Now that we have some understanding of Monitoring and Observability, including the key components. Let’s get familiar with some of the tools that enable us to monitor and observe our system.

Popular Monitoring Tools

Prometheus: An open-source toolkit for monitoring and alerting. Prometheus collects real-time data in a time series and provides a query language (PromQL) to query and extract insights from the metrics data. You can learn more about Prometheus in the official docs.

Grafana: An open-source tool for visualizing and analyzing metrics, logs, and trace data. Graphana includes plugins for different data sources including Prometheus, ElasticSearch, and many others. You can learn more about Graphana in the official docs.

Observability Platforms

Splunk: A platform that specializes in collecting, indexing, and analyzing machine-generated data produced by applications, devices, and other digital sources. Splunk is Renowned for its ability to handle vast amounts of data from diverse sources, transforming raw data into actionable insights, and enabling organizations to enhance operational intelligence, security posture, and business performance. You can learn more in the official docs.

New Relic: An observability platform that offers a suite of tools for monitoring, visualizing, and optimizing the performance of systems and infrastructure. New Relic provides features like Application Performance Monitoring (APM), Logs Management, Dashboard, and Visualisation. Find out more on the official website.

Elastic Observability: A part of the Elastic Stack that integrates various observability data sources—logs, metrics, and traces—into a single, cohesive platform. By leveraging Elasticsearch for data storage and Kibana for visualization. Elastic Observability provides users with powerful tools to monitor system performance, troubleshoot issues, and optimize application behavior in real-time. Learn more.

Log Management Solutions

ELK Stack (Elasticsearch, Logstash, Kibana): The ELK Stack is a powerful, open-source suite of tools designed to facilitate efficient log management, searching, visualization, and analysis. Comprising Elasticsearch, Logstash, and Kibana, the ELK Stack provides a unified platform for collecting, processing, storing, and visualizing log data from various sources. Learn more.

Fluentd: A versatile, open-source data collector designed to unify the collection, processing, and distribution of data, particularly log data, across various systems and applications. Developed under the umbrella of the Cloud Native Computing Foundation (CNCF). Learn more.

Distributed Tracing Tools

Jaeger: An open-source distributed tracing system initially developed by Uber Technologies and now a part of the Cloud Native Computing Foundation (CNCF). Jaeger is an end-to-end distributed tracing system that helps organizations monitor and optimize the performance of their microservice-based applications. By capturing detailed traces of individual requests as they propagate through different services.
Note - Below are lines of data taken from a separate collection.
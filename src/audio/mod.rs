/// Platform seam: device enumeration and blocking stream reads
pub mod backend;
/// Hooks invoked by the streaming loop
pub mod callbacks;
/// Capture facade
pub mod capture;
/// CPAL implementation of the platform seam
pub mod cpal_backend;
/// Input device enumeration and selection
pub mod devices;
mod error;
/// Rolling sample buffer
pub mod ring_buffer;
/// Level, noise filter and silence detection
pub mod signal;
/// Capture thread and mode state machine
pub mod stream;

pub use backend::{AudioBackend, DeviceDescriptor, InputStream, StreamParams};
pub use callbacks::CaptureCallbacks;
pub use capture::{with_capture, AudioCapture};
pub use cpal_backend::CpalBackend;
pub use devices::{DeviceCatalog, DeviceSelector};
pub use error::{CaptureError, CaptureResult};
pub use ring_buffer::RingBuffer;
pub use signal::FrameClass;
pub use stream::{CaptureState, LiveSettings, StopHandle, StreamController};

/// One PCM sample: 16-bit signed
pub type Sample = i16;
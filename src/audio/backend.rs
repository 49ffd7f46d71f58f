use std::time::Duration;

use super::{CaptureResult, Sample};

/// Snapshot of one device as reported by the audio host.
///
/// Recreated on every enumeration; device topology can change between calls.
#[derive(Debug, Clone, PartialEq)]
pub struct DeviceDescriptor {
    /// Position in the host's device enumeration
    pub index: usize,
    /// Human readable name
    pub name: String,
    /// Maximum input channels (0 for output-only devices)
    pub max_input_channels: u16,
    /// Native sample rate in Hz (0 if unknown)
    pub native_sample_rate: u32,
    /// Lowest input latency the host can be asked for
    pub low_latency: Option<Duration>,
    /// Highest input latency the host can be asked for
    pub high_latency: Option<Duration>,
}

impl DeviceDescriptor {
    /// Whether the device can capture audio at all
    #[must_use]
    pub const fn is_input(&self) -> bool {
        self.max_input_channels > 0
    }
}

/// Shape of every stream this engine opens
#[derive(Debug, Clone, Copy, PartialEq, Eq)]
pub struct StreamParams {
    /// Frames per second
    pub sample_rate: u32,
    /// Interleaved channels per frame
    pub channels: u16,
    /// Frames delivered per read
    pub frame_size: usize,
}

impl StreamParams {
    /// Samples in one read (`frame_size * channels`)
    #[must_use]
    pub fn samples_per_read(&self) -> usize {
        self.frame_size * usize::from(self.channels)
    }

    /// Wall-clock length of one read
    #[must_use]
    pub fn read_duration(&self) -> Duration {
        // frame_size is bounded by config validation
        #[allow(clippy::cast_precision_loss)]
        let secs = self.frame_size as f64 / f64::from(self.sample_rate.max(1));
        Duration::from_secs_f64(secs)
    }
}

/// Blocking reader over an open hardware stream.
///
/// Dropping the reader closes the stream.
pub trait InputStream {
    /// Fills `frame` completely, blocking until enough audio has arrived.
    ///
    /// # Errors
    /// Returns `StreamRead` when the stream faults or stops delivering audio.
    fn read_frame(&mut self, frame: &mut [Sample]) -> CaptureResult<()>;
}

/// Platform audio host: device enumeration and stream opening.
///
/// Implementations must be shareable with the capture thread.
#[cfg_attr(test, mockall::automock)]
pub trait AudioBackend: Send + Sync {
    /// Every device the host knows about, output-only ones included, in
    /// enumeration order.
    ///
    /// # Errors
    /// Returns error if the host cannot enumerate devices.
    fn devices(&self) -> CaptureResult<Vec<DeviceDescriptor>>;

    /// Enumeration index of the host's default input device, if any
    ///
    /// # Errors
    /// Returns error if the host cannot enumerate devices.
    fn default_input_index(&self) -> CaptureResult<Option<usize>>;

    /// Opens and starts an input stream on the device at `index`.
    ///
    /// # Errors
    /// Returns `DeviceNotFound` if the index is gone, `StreamOpen` if the host
    /// refuses the configuration.
    fn open_input(&self, index: usize, params: &StreamParams) -> CaptureResult<Box<dyn InputStream>>;
}
//! Voice Capture - real-time microphone capture engine for dictation tools
//!
//! Enumerates input devices, streams fixed-size frames on a background thread
//! with level metering and silence detection, keeps a rolling buffer of recent
//! audio, and supports synchronous fixed-length recordings.

/// Audio capture and processing
pub mod audio;
/// Configuration management
pub mod config;
/// Logging setup
pub mod telemetry;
You can learn more here.

Zipkin: An open-source distributed tracing system designed to facilitate the collection, storage, and visualization of trace data. It helps in tracing requests, performance monitoring, root cause analysis, service dependency mapping, and more. You can read more about it in the official docs.

Implementing Monitoring and Observability

This section of the note covers the process for implementing effective monitoring and observability in your system. With the advent of microservices and distributed systems, software systems have become more complex. Amidst the complexity, we must ensure reliability and operational efficiency. Let’s dive into some of the key elements of an effective monitoring and observability strategy.

Set Up Metrics Collection

One of the first things you want to do is identify the key metrics to collect. Remember, earlier in this note we touched on System Metrics, Application Metrics, and Business Metrics. You will need to identify the metrics that are relevant to your context. The next question is: how do you identify the relevant metrics?

Understand your Business and Technical Goals. What is important to you on a technical level? Is uptime critical to your business? Optimize for the ability to improve performance, troubleshoot, plan, and guarantee the security and stability of your system.

Identify Critical components. Which components are most essential for delivering value and need closer monitoring?

What KPIs are relevant to you? response times, throughput, latency, resource utilization (CPU, memory, disk I/O), uptime, error rates, mean time between failures (MTBF), page load times, user satisfaction scores, and number of unauthorized access attempts. These are a few KPIs that can give you a comprehensive pulse of your entire system.

Prioritize actionable metrics. Pay more attention to metrics that can lead to specific actions and avoid metrics that don’t provide clear value. This will help increase our Signal-to-Noise ratio.

Use standard libraries and tools – much better than building your own tools from scratch.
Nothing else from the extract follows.